Sweet Pickles from the Standard Figuring Book No. 1602

Grandma kept her oldest recipes in a ledger marked Standard Figuring Book No. 1602.  Model No. 1602 (and many others) were made in the U.S.A. by “Standard B&P Blank Books and Loose Leaf Devices”. In 1920, the No. 1602 model was marketed as a basic office supply item and sold for $1.00. In 2015, a nearly identical book is still being manufactured by B&P and is available for purchase, but for just slightly more than the 1920 price.

On the inside leaf of her No. 1602 book, Grandma has written “Mrs. Falba L. Jensen  Preston, Idaho”. The book has several full pages of recipes that appear to have been copied all at once, making it a sort of ‘everything a young housewife will need to know how to cook’ collection. The recipes in this book have come from her family, her mother, her grandmother and so on.

Now, about the pickles. Grandma did a lot of canning. I’m sure she learned canning as a matter of necessity to keep the family fed through the winter months. Later, I believe she canned because we all loved the things she made so much. I’m not how many varieties of Grandma’s pickles I had growing up, but I know that she herself loved sweet pickles, so the first recipe shared here from the Standard Figuring Book No. 1602 is for her sweet pickles.

Sweet Pickles

Use dill size pickles (25) and soak for 2 weeks in a brine that will hold up an egg. Take out and wash and soak overnite in clear water with alum the size of a walnut.

Make syrup of:
1 qt. vinegar
2 qts. sugar
1 T whole cloves
1 T mace
2 sticks of cinnamon

Put this in a sack & boil with syrup. Bring to a boil & pour over pickles that have been cut in 1 in. pieces & packed in bottles. Pour off syrup & heat four consecutive mornings & seal up tight the fourth time.

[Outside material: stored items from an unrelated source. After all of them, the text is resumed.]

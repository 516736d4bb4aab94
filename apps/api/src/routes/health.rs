use axum::Json;
use serde_json::{json, Value};

/// GET /health
/// Returns a simple status object with service version.
pub async fn health_handler() -> Json<Value> {
    Json(json!({
        "status": "ok",
        "version": env!("CARGO_PKG_VERSION"),
        "service": "cvscore-api"
    }))
}
// wglcore/src/handle.rs
//
//! Opaque handles for contexts and pbuffers.

use std::fmt::{self, Display, Formatter};

const INDEX_MASK: u32 = 0x0fff;
const TYPE_MASK: u32 = 0xf000;
const LOW_MASK: u32 = 0xffff;
const GENERATION_SHIFT: u32 = 16;

/// The kind of object a handle slot holds.
///
/// The tag is encoded in the handle itself, so a handle of one type never resolves as another.
#[derive(Clone, Copy, Debug, PartialEq, Eq, Hash)]
pub enum HandleType {
    /// A context created by `wglCreateContext`, or by `wglCreateContextAttribsARB` with a
    /// pre-3.0 version.
    Context,
    /// A context created by `wglCreateContextAttribsARB` with a major version of 3 or more.
    ///
    /// Such contexts may only expose the indexed extension enumeration.
    ContextV3,
    /// A pbuffer created by `wglCreatePbufferARB`.
    Pbuffer,
}

/// What an entry point expects a handle to point at.
#[derive(Clone, Copy, Debug, PartialEq, Eq)]
pub(crate) enum HandleKind {
    Context,
    Pbuffer,
}

impl HandleType {
    #[inline]
    fn tag(self) -> u32 {
        match self {
            HandleType::Context => 0x1000,
            HandleType::Pbuffer => 0x2000,
            HandleType::ContextV3 => 0x3000,
        }
    }

    #[inline]
    fn from_tag(tag: u32) -> Option<HandleType> {
        match tag {
            0x1000 => Some(HandleType::Context),
            0x2000 => Some(HandleType::Pbuffer),
            0x3000 => Some(HandleType::ContextV3),
            _ => None,
        }
    }

    #[inline]
    pub(crate) fn kind(self) -> HandleKind {
        match self {
            HandleType::Context | HandleType::ContextV3 => HandleKind::Context,
            HandleType::Pbuffer => HandleKind::Pbuffer,
        }
    }
}

/// An opaque 32-bit handle to a context (`HGLRC`) or a pbuffer (`HPBUFFERARB`).
///
/// The low 12 bits hold the slot index, the next 4 bits the handle type, and the high 16 bits
/// the generation of the slot at the time the handle was issued.
#[derive(Clone, Copy, Debug, PartialEq, Eq, Hash)]
pub struct Handle(u32);

/// A rendering context handle.
pub type Hglrc = Handle;

/// A pbuffer handle.
pub type Hpbuffer = Handle;

impl Handle {
    /// Wraps a raw handle value, as received from an application.
    #[inline]
    pub fn from_raw(raw: u32) -> Handle {
        Handle(raw)
    }

    /// Returns the raw handle value.
    #[inline]
    pub fn as_raw(self) -> u32 {
        self.0
    }

    /// Returns the type tag encoded in this handle, if it is a recognized one.
    #[inline]
    pub fn handle_type(self) -> Option<HandleType> {
        HandleType::from_tag(self.0 & TYPE_MASK)
    }

    #[inline]
    pub(crate) fn index(self) -> usize {
        (self.0 & INDEX_MASK) as usize
    }

    #[inline]
    pub(crate) fn generation(self) -> u16 {
        (self.0 >> GENERATION_SHIFT) as u16
    }
}

impl Display for Handle {
    fn fmt(&self, f: &mut Formatter) -> fmt::Result {
        write!(f, "{:#010x}", self.0)
    }
}

/// Computes the value stored in a slot being handed out again, bumping its generation.
///
/// Generation zero is skipped, so a handle is never zero.
#[inline]
pub(crate) fn next_handle(previous: u32, index: usize, handle_type: HandleType) -> u32 {
    let mut generation = ((previous >> GENERATION_SHIFT) as u16).wrapping_add(1);
    if generation == 0 {
        generation = 1;
    }
    ((generation as u32) << GENERATION_SHIFT) | (index as u32 & INDEX_MASK) | handle_type.tag()
}

/// The value a slot holds while it sits on the free list.
///
/// All-ones low bits never match an issued handle, whatever its type.
#[inline]
pub(crate) fn retired_handle(current: u32) -> u32 {
    current | LOW_MASK
}

#[cfg(test)]
mod tests {
    use super::*;

    #[test]
    fn test_encoding() {
        let raw = next_handle(0, 5, HandleType::Pbuffer);
        let handle = Handle::from_raw(raw);
        assert_eq!(handle.index(), 5);
        assert_eq!(handle.generation(), 1);
        assert_eq!(handle.handle_type(), Some(HandleType::Pbuffer));
        assert_eq!(HandleType::ContextV3.kind(), HandleKind::Context);
    }

    #[test]
    fn test_generation_skips_zero() {
        let retired = retired_handle(0xffff_1000);
        let raw = next_handle(retired, 7, HandleType::Context);
        assert_eq!(Handle::from_raw(raw).generation(), 1);
        assert_ne!(raw, 0);
    }

    #[test]
    fn test_retired_handle_never_matches() {
        for handle_type in [HandleType::Context, HandleType::ContextV3, HandleType::Pbuffer] {
            let raw = next_handle(0, 0x0fff, handle_type);
            assert_ne!(retired_handle(raw), raw);
            assert_eq!(Handle::from_raw(retired_handle(raw)).handle_type(), None);
        }
    }
}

This is clearly one of those recipes where at least part of the instruction is from family know-how and/or tribal knowledge.  The brine that the cucumbers are soaked in has to allow an egg to float (‘hold up’ an egg). What a ‘dill size’ pickle is I’m not clear on. People reading this with canning and/or pickling knowledge will likely follow this recipe better than the rest of us.  And alum, the size of a walnut!